Starting at the line that contains "#[derive(Debug, Clone, PartialEq, Eq, Serialize, Deserialize)]" and ending at the line that contains "Avatar image URL", the lines below are to be given again exactly, with nothing added.

BEGIN Given information

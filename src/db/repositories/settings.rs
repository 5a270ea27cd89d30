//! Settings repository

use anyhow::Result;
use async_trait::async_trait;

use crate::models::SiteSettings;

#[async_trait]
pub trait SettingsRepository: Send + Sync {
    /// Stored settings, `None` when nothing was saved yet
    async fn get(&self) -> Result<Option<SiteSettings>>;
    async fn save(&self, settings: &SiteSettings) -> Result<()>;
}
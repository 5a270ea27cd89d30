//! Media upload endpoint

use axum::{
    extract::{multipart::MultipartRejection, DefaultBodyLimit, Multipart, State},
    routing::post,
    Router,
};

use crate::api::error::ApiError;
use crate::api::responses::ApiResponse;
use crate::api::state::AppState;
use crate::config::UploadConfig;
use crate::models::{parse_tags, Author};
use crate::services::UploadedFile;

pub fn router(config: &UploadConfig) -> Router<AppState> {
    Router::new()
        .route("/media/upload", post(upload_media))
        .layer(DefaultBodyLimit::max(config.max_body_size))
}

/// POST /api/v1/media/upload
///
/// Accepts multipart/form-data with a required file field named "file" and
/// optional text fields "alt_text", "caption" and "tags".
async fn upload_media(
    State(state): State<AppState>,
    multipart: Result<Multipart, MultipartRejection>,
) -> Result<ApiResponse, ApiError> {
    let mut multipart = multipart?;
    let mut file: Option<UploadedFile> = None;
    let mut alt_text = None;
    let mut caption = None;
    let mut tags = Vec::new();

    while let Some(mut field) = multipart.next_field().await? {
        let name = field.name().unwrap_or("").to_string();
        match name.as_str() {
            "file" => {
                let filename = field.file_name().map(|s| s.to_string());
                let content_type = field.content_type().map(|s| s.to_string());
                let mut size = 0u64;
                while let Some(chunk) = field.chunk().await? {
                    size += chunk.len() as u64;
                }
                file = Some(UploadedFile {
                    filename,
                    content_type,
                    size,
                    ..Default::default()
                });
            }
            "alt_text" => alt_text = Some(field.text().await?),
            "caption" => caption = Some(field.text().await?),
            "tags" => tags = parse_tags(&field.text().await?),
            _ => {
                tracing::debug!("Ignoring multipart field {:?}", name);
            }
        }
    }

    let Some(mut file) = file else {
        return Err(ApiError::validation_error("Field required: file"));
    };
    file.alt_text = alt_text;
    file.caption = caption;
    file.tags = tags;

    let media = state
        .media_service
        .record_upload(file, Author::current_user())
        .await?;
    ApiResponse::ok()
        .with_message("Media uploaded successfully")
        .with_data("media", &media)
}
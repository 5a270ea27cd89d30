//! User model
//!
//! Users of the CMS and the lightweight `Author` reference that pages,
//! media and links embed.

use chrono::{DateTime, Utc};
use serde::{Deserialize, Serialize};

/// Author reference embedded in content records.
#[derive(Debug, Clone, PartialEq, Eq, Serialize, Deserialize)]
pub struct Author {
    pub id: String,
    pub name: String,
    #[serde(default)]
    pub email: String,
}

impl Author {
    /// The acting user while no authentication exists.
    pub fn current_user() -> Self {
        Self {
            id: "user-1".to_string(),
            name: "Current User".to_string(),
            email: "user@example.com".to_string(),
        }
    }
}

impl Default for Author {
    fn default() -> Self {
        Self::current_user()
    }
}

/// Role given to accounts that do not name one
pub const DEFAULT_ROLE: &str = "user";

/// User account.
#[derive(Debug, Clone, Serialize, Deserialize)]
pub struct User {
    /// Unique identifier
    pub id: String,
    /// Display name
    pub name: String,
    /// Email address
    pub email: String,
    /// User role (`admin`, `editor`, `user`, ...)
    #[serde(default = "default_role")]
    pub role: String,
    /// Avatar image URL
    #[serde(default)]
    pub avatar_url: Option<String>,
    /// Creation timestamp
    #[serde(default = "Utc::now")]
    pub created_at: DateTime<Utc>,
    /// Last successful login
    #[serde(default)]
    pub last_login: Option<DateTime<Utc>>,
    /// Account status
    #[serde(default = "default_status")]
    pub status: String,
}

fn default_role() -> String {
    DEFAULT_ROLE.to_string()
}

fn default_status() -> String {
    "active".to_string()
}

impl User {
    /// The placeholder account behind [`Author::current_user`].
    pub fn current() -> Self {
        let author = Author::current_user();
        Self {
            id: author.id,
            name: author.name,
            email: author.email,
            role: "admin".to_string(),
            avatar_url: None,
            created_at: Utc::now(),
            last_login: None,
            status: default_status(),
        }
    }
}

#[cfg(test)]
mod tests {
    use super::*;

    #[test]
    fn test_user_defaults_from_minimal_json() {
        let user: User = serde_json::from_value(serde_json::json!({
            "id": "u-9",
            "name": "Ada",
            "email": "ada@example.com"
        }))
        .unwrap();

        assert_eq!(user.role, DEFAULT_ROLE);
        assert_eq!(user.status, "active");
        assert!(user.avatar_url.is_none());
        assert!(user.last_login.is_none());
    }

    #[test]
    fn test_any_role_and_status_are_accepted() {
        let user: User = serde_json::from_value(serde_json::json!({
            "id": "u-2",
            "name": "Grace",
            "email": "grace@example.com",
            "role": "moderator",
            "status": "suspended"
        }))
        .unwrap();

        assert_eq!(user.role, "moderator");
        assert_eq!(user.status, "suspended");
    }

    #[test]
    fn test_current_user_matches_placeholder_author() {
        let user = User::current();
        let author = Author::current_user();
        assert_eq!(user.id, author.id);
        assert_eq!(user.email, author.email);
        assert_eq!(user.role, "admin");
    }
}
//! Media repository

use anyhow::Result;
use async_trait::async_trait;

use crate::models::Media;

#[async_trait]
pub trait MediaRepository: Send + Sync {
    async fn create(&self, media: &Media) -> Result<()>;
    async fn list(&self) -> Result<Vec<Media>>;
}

END Given information

■ Response box:
#[derive(Debug, Clone, PartialEq, Eq, Serialize, Deserialize)]
pub struct Author {
    pub id: String,
    pub name: String,
    #[serde(default)]
    pub email: String,
}

impl Author {
    /// The acting user while no authentication exists.
    pub fn current_user() -> Self {
        Self {
            id: "user-1".to_string(),
            name: "Current User".to_string(),
            email: "user@example.com".to_string(),
        }
    }
}

impl Default for Author {
    fn default() -> Self {
        Self::current_user()
    }
}

/// Role given to accounts that do not name one
pub const DEFAULT_ROLE: &str = "user";

/// User account.
#[derive(Debug, Clone, Serialize, Deserialize)]
pub struct User {
    /// Unique identifier
    pub id: String,
    /// Display name
    pub name: String,
    /// Email address
    pub email: String,
    /// User role (`admin`, `editor`, `user`, ...)
    #[serde(default = "default_role")]
    pub role: String,
    /// Avatar image URL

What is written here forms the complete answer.